I was indeed. Thanks to all for the information. For what it's worth,
this is the result, which is specifically designed to identify what
level of JPEG compression was used by Acrobat Distiller, when
examining the contents of a PDF file. Not exhaustively tested but
seems to work.
/* Routine to get the DQT without its type and length */
if ( GetDQTFromStream ( obj , &dqt , &dqtlength ) )
{
strcpy ( buffer , "unknown" ) ;
if ( dqtlength > 64 )
{
unsigned char *d = (unsigned char *)dqt ;
if ( d[1] == 2 && d[64] == 10 )
strcpy ( buffer , "low" ) ;
else if ( d[1] == 4 && d[64] == 20 )
strcpy ( buffer , "med-low" ) ;
else if ( d[1] == 8 && d[64] == 39 )
strcpy ( buffer , "medium" ) ;
else if ( d[1] == 14 && d[64] == 64 )
strcpy ( buffer , "med-high" ) ;
else if ( d[1] == 18 && d[64] == 68 )
strcpy ( buffer , "high" ) ;
}
FreeDQTArea ( dqt ) ;
You're quite right, the quantization tables are not the whole story.
There is the issue of subsampling settings (for color images), as
well as the filtering techniques that you allude to.
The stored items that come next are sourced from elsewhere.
use image::{GrayImage, Luma, Rgb, RgbImage};
use imageproc::filter::box_filter;

/// Average each channel over a `kernel_size`×`kernel_size` window
///
/// Borders are clamped, so a dark blob touching the frame edge keeps its
/// edge side while the opposite side erodes by about `kernel_size / 2`
/// after thresholding. Its center then moves inward by a couple of pixels
/// (a 100 px square flush with the top reports `y` near 48, not 50). Like
/// the rest of the classical path this is tuned for one pool camera.
pub fn box_blur(img: &RgbImage, kernel_size: u32) -> RgbImage {
    let radius = kernel_size / 2;
    if radius == 0 {
        return img.clone();
    }

    let (width, height) = img.dimensions();
    let blurred: Vec<GrayImage> = (0..3)
        .map(|c| {
            let channel = GrayImage::from_fn(width, height, |x, y| Luma([img.get_pixel(x, y)[c]]));
            box_filter(&channel, radius, radius)
        })
        .collect();

    RgbImage::from_fn(width, height, |x, y| {
        Rgb([
            blurred[0].get_pixel(x, y)[0],
            blurred[1].get_pixel(x, y)[0],
            blurred[2].get_pixel(x, y)[0],
        ])
    })
}

/// Binary mask of pixels whose every channel lies in `[low, high]` (inclusive)
pub fn color_range(img: &RgbImage, low: [u8; 3], high: [u8; 3]) -> GrayImage {
    let (width, height) = img.dimensions();
    GrayImage::from_fn(width, height, |x, y| {
        let px = img.get_pixel(x, y);
        let inside = (0..3).all(|c| px[c] >= low[c] && px[c] <= high[c]);
        Luma([if inside { 255 } else { 0 }])
    })
}
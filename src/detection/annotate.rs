//! Drawing helpers for diagnostic images. Nothing here feeds back into results.

use image::{GrayImage, Rgb, RgbImage};
use imageproc::drawing::{draw_filled_circle_mut, draw_hollow_rect_mut};
use imageproc::rect::Rect;

use crate::models::BoundingBox;

pub const CANDIDATE_COLOR: Rgb<u8> = Rgb([255, 0, 0]);
pub const SELECTED_COLOR: Rgb<u8> = Rgb([255, 0, 255]);

fn to_rect(bbox: &BoundingBox) -> Option<Rect> {
    if bbox.width == 0 || bbox.height == 0 {
        return None;
    }
    Some(Rect::at(bbox.x as i32, bbox.y as i32).of_size(bbox.width, bbox.height))
}

/// Draw a rectangle outline `thickness` pixels wide, growing inwards
pub fn draw_box(canvas: &mut RgbImage, bbox: &BoundingBox, color: Rgb<u8>, thickness: u32) {
    for inset in 0..thickness {
        if bbox.width <= 2 * inset || bbox.height <= 2 * inset {
            break;
        }
        let inner = BoundingBox::new(
            bbox.x + inset,
            bbox.y + inset,
            bbox.width - 2 * inset,
            bbox.height - 2 * inset,
        );
        if let Some(rect) = to_rect(&inner) {
            draw_hollow_rect_mut(canvas, rect, color);
        }
    }
}

/// Promote a mask to RGB and outline every candidate
pub fn annotate_candidates(mask: &GrayImage, candidates: &[BoundingBox]) -> RgbImage {
    let mut canvas = image::DynamicImage::ImageLuma8(mask.clone()).to_rgb8();
    for bbox in candidates {
        draw_box(&mut canvas, bbox, CANDIDATE_COLOR, 2);
    }
    canvas
}

/// Highlight the accepted rectangle and mark its center
pub fn annotate_selection(canvas: &mut RgbImage, bbox: &BoundingBox) {
    draw_box(canvas, bbox, SELECTED_COLOR, 3);
    let (cx, cy) = bbox.center();
    draw_filled_circle_mut(canvas, (cx as i32, cy as i32), 4, SELECTED_COLOR);
}

/// Outline a detector box given as `[x_min, y_min, x_max, y_max]`
pub fn annotate_detection(canvas: &mut RgbImage, bbox: [f32; 4], color: [u8; 3]) {
    let x_min = bbox[0].max(0.0).floor() as u32;
    let y_min = bbox[1].max(0.0).floor() as u32;
    let x_max = bbox[2].max(0.0).ceil() as u32;
    let y_max = bbox[3].max(0.0).ceil() as u32;
    if x_max <= x_min || y_max <= y_min {
        return;
    }
    let rect = BoundingBox::new(x_min, y_min, x_max - x_min, y_max - y_min);
    draw_box(canvas, &rect, Rgb(color), 2);
}
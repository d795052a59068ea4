//! Error types for the spray_core library.

use std::io;

/// Result type alias using our Error type
pub type Result<T> = std::result::Result<T, Error>;

/// Core error type for spray_core operations
#[derive(Debug, thiserror::Error)]
pub enum Error {
    /// IO error occurred
    #[error("IO error: {0}")]
    Io(#[from] io::Error),

    /// JSON serialization/deserialization error
    #[error("JSON error: {0}")]
    Json(#[from] serde_json::Error),

    /// CSV error
    #[error("CSV error: {0}")]
    Csv(#[from] csv::Error),

    /// TOML parsing error
    #[error("TOML error: {0}")]
    Toml(#[from] toml::de::Error),

    /// Unknown location id passed to dose recording
    #[error("invalid location id: {0} (expected 1-3)")]
    InvalidLocation(u8),

    /// Schedule configuration rejected at update time
    #[error("invalid schedule config: {0}")]
    InvalidConfig(String),

    /// Configuration file error
    #[error("Configuration error: {0}")]
    Config(String),

    /// State management error
    #[error("State error: {0}")]
    State(String),

    /// Generic error
    #[error("{0}")]
    Other(String),
}
//! Injected time source.
//!
//! All temporal logic takes its "now" from a [`Clock`] so the schedule
//! matcher and alert machine can be driven deterministically in tests.

use chrono::{DateTime, Utc};
use std::sync::{Arc, Mutex};

/// Provider of the current instant
pub trait Clock {
    fn now(&self) -> DateTime<Utc>;
}

/// Clock backed by the system time
#[derive(Clone, Copy, Debug, Default)]
pub struct SystemClock;

impl Clock for SystemClock {
    fn now(&self) -> DateTime<Utc> {
        Utc::now()
    }
}

/// Manually advanced clock for tests and simulations
#[derive(Clone, Debug)]
pub struct ManualClock {
    now: Arc<Mutex<DateTime<Utc>>>,
}

impl ManualClock {
    pub fn new(start: DateTime<Utc>) -> Self {
        Self {
            now: Arc::new(Mutex::new(start)),
        }
    }

    /// Move the clock forward
    pub fn advance(&self, delta: chrono::Duration) {
        let mut now = self.now.lock().unwrap_or_else(|e| e.into_inner());
        *now = *now + delta;
    }

    /// Jump the clock to an absolute instant
    pub fn set(&self, instant: DateTime<Utc>) {
        let mut now = self.now.lock().unwrap_or_else(|e| e.into_inner());
        *now = instant;
    }
}

impl Clock for ManualClock {
    fn now(&self) -> DateTime<Utc> {
        *self.now.lock().unwrap_or_else(|e| e.into_inner())
    }
}
//! Location rotation logic.
//!
//! Doses rotate through the three fixed locations in numeric order; a
//! cycle completes once every location has been used, at which point the
//! flags clear and the cycle counter advances.
//!
//! The rotation query is deliberately split from the cycle advance:
//! `peek_next_location` never mutates, and the rollover happens exactly
//! once, inside `record_dose` (or an explicit `reset_cycle`).

use crate::{AppState, DoseEvent, LocationId, Result};
use chrono::{DateTime, Utc};
use uuid::Uuid;

impl AppState {
    /// The location the next dose should go to.
    ///
    /// Pure query: the lowest-numbered unused location, or location 1
    /// when the rotation is complete (a fresh cycle starts there).
    pub fn peek_next_location(&self) -> LocationId {
        self.locations
            .iter()
            .filter(|l| !l.used)
            .map(|l| l.id)
            .min()
            .unwrap_or(LocationId::LeftOfMouth)
    }

    /// Roll the rotation over if every location has been used.
    ///
    /// Clears all `used` flags and increments the cycle counter.
    /// Returns whether a rollover happened.
    pub fn advance_cycle_if_needed(&mut self) -> bool {
        if self.locations.iter().all(|l| l.used) {
            for location in &mut self.locations {
                location.used = false;
            }
            self.current_cycle += 1;
            tracing::info!("Rotation complete, starting cycle {}", self.current_cycle);
            true
        } else {
            false
        }
    }

    /// Record a dose at the given location.
    ///
    /// Rolls the cycle over first if the previous rotation is complete,
    /// so the event carries the cycle it actually belongs to. Marks the
    /// location used, stamps its last-use time, and returns the event to
    /// be appended to the dose log.
    pub fn record_dose(&mut self, id: LocationId, now: DateTime<Utc>) -> Result<DoseEvent> {
        self.advance_cycle_if_needed();

        let cycle = self.current_cycle;
        let location = self
            .locations
            .iter_mut()
            .find(|l| l.id == id)
            .ok_or(crate::Error::InvalidLocation(id.as_u8()))?;

        location.used = true;
        location.last_used = Some(now);

        let event = DoseEvent {
            id: Uuid::new_v4(),
            location_id: id,
            location_name: location.name.clone(),
            timestamp: now,
            cycle,
        };

        self.total_doses += 1;
        tracing::info!(
            "Recorded dose at {} (cycle {}, total {})",
            event.location_name,
            cycle,
            self.total_doses
        );

        Ok(event)
    }

    /// Start a fresh cycle: clear all `used` flags and bump the counter.
    ///
    /// Safe to call at any point in the rotation.
    pub fn reset_cycle(&mut self) {
        for location in &mut self.locations {
            location.used = false;
        }
        self.current_cycle += 1;
        tracing::info!("Cycle reset, now on cycle {}", self.current_cycle);
    }

    /// Number of locations used so far this cycle
    pub fn used_count(&self) -> usize {
        self.locations.iter().filter(|l| l.used).count()
    }
}
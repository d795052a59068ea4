//! Logging infrastructure for Spraytrack.
//!
//! Provides centralized tracing setup for all binaries.

use tracing_subscriber::{fmt, prelude::*, EnvFilter};

/// Initialize logging with sensible defaults
///
/// This sets up tracing with:
/// - Environment-based filtering (RUST_LOG)
/// - Colored output (if terminal supports it)
/// - Compact format
///
/// Default level is INFO, but can be overridden with RUST_LOG env var.
pub fn init() {
    init_with_level("info")
}

/// Initialize logging with a specific default level
///
/// # Arguments
/// * `default_level` - Default log level (debug, info, warn, error)
///
/// This can still be overridden by RUST_LOG environment variable.
pub fn init_with_level(default_level: &str) {
    let filter =
        EnvFilter::try_from_default_env().unwrap_or_else(|_| EnvFilter::new(default_level));

    tracing_subscriber::registry()
        .with(filter)
        .with(fmt::layer().compact())
        .init();
}
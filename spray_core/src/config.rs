//! Configuration file support for Spraytrack.
//!
//! Configuration is loaded from `$XDG_CONFIG_HOME/spraytrack/config.toml`.

use crate::{Error, Result};
use serde::{Deserialize, Serialize};
use std::path::{Path, PathBuf};

/// Application configuration
#[derive(Clone, Debug, Serialize, Deserialize, Default)]
pub struct Config {
    #[serde(default)]
    pub data: DataConfig,

    #[serde(default)]
    pub alerts: AlertsConfig,

    #[serde(default)]
    pub history: HistoryConfig,
}

/// Data storage configuration
#[derive(Clone, Debug, Serialize, Deserialize)]
pub struct DataConfig {
    #[serde(default = "default_data_dir")]
    pub data_dir: PathBuf,
}

impl Default for DataConfig {
    fn default() -> Self {
        Self {
            data_dir: default_data_dir(),
        }
    }
}

/// Alerting parameters.
///
/// The tolerance and lead windows come from the original tracker as
/// fixed numbers; here they are tunable defaults.
#[derive(Clone, Debug, Serialize, Deserialize)]
pub struct AlertsConfig {
    /// How far a dose may land from a scheduled time and still count (minutes)
    #[serde(default = "default_tolerance_minutes")]
    pub tolerance_minutes: i64,

    /// How long before a scheduled time a reminder may fire (minutes)
    #[serde(default = "default_lead_minutes")]
    pub lead_minutes: i64,

    /// Snooze duration before the same slot may re-alert (minutes)
    #[serde(default = "default_snooze_minutes")]
    pub snooze_minutes: i64,

    /// Watch-loop polling period (seconds)
    #[serde(default = "default_poll_seconds")]
    pub poll_seconds: u64,
}

impl Default for AlertsConfig {
    fn default() -> Self {
        Self {
            tolerance_minutes: default_tolerance_minutes(),
            lead_minutes: default_lead_minutes(),
            snooze_minutes: default_snooze_minutes(),
            poll_seconds: default_poll_seconds(),
        }
    }
}

/// History view configuration
#[derive(Clone, Debug, Serialize, Deserialize)]
pub struct HistoryConfig {
    /// How many days of history the detailed view covers
    #[serde(default = "default_recent_days")]
    pub recent_days: i64,

    /// How many entries the dashboard-style summary shows
    #[serde(default = "default_recent_entries")]
    pub recent_entries: usize,
}

impl Default for HistoryConfig {
    fn default() -> Self {
        Self {
            recent_days: default_recent_days(),
            recent_entries: default_recent_entries(),
        }
    }
}

// Default value functions
fn default_data_dir() -> PathBuf {
    let base = dirs::data_local_dir().unwrap_or_else(|| {
        let home = std::env::var("HOME").expect("HOME environment variable not set");
        PathBuf::from(home).join(".local/share")
    });
    base.join("spraytrack")
}

fn default_tolerance_minutes() -> i64 {
    30
}

fn default_lead_minutes() -> i64 {
    5
}

fn default_snooze_minutes() -> i64 {
    5
}

fn default_poll_seconds() -> u64 {
    60
}

fn default_recent_days() -> i64 {
    30
}

fn default_recent_entries() -> usize {
    10
}

impl Config {
    /// Load configuration from the standard config path
    pub fn load() -> Result<Self> {
        let config_path = Self::default_config_path();
        if config_path.exists() {
            Self::load_from(&config_path)
        } else {
            tracing::info!("No config file found at {:?}, using defaults", config_path);
            Ok(Self::default())
        }
    }

    /// Load configuration from a specific path
    pub fn load_from(path: &Path) -> Result<Self> {
        let contents = std::fs::read_to_string(path)?;
        let config: Config = toml::from_str(&contents)?;
        tracing::info!("Loaded config from {:?}", path);
        Ok(config)
    }

    /// Get the default config file path
    pub fn default_config_path() -> PathBuf {
        let base = dirs::config_dir().unwrap_or_else(|| {
            let home = std::env::var("HOME").expect("HOME environment variable not set");
            PathBuf::from(home).join(".config")
        });
        base.join("spraytrack").join("config.toml")
    }

    /// Save the current configuration to the default path
    pub fn save(&self) -> Result<()> {
        let config_path = Self::default_config_path();
        self.save_to(&config_path)
    }

    /// Save the current configuration to a specific path
    pub fn save_to(&self, path: &Path) -> Result<()> {
        // Ensure parent directory exists
        if let Some(parent) = path.parent() {
            std::fs::create_dir_all(parent)?;
        }

        let contents = toml::to_string_pretty(self)
            .map_err(|e| Error::Config(format!("Failed to serialize config: {}", e)))?;
        std::fs::write(path, contents)?;
        tracing::info!("Saved config to {:?}", path);
        Ok(())
    }
}
#![forbid(unsafe_code)]

//! Core domain model and business logic for the Spray Tracker system.
//!
//! This crate provides:
//! - Domain types (locations, dose events, schedule config/status)
//! - Location rotation with cycle tracking
//! - Daily schedule expansion and matching
//! - Deduplicated alerting with dismiss/snooze
//! - Persistence (dose log, CSV archive, state)

pub mod types;
pub mod error;
pub mod clock;
pub mod config;
pub mod logging;
pub mod wal;
pub mod csv_rollup;
pub mod state;
pub mod rotation;
pub mod schedule;
pub mod status;
pub mod alert;
pub mod history;
pub mod engine;

// Re-export commonly used types
pub use error::{Error, Result};
pub use types::*;
pub use clock::{Clock, ManualClock, SystemClock};
pub use config::Config;
pub use wal::{DoseSink, JsonlSink};
pub use schedule::expand_schedule;
pub use status::evaluate_status;
pub use alert::{AlertMachine, AlertNotice};
pub use history::load_recent_events;
pub use engine::Tracker;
But Aandi was
asking about determining the original quality setting assuming that
the source encoder was known. Since all JPEG encoders I know about
change the quantization tables at every quality stop (whatever else
they may change), looking at those tables should do.
Sorry people, I don't know what's going on. I posted this weeks ago.
How the hell it's appeared again I do not know.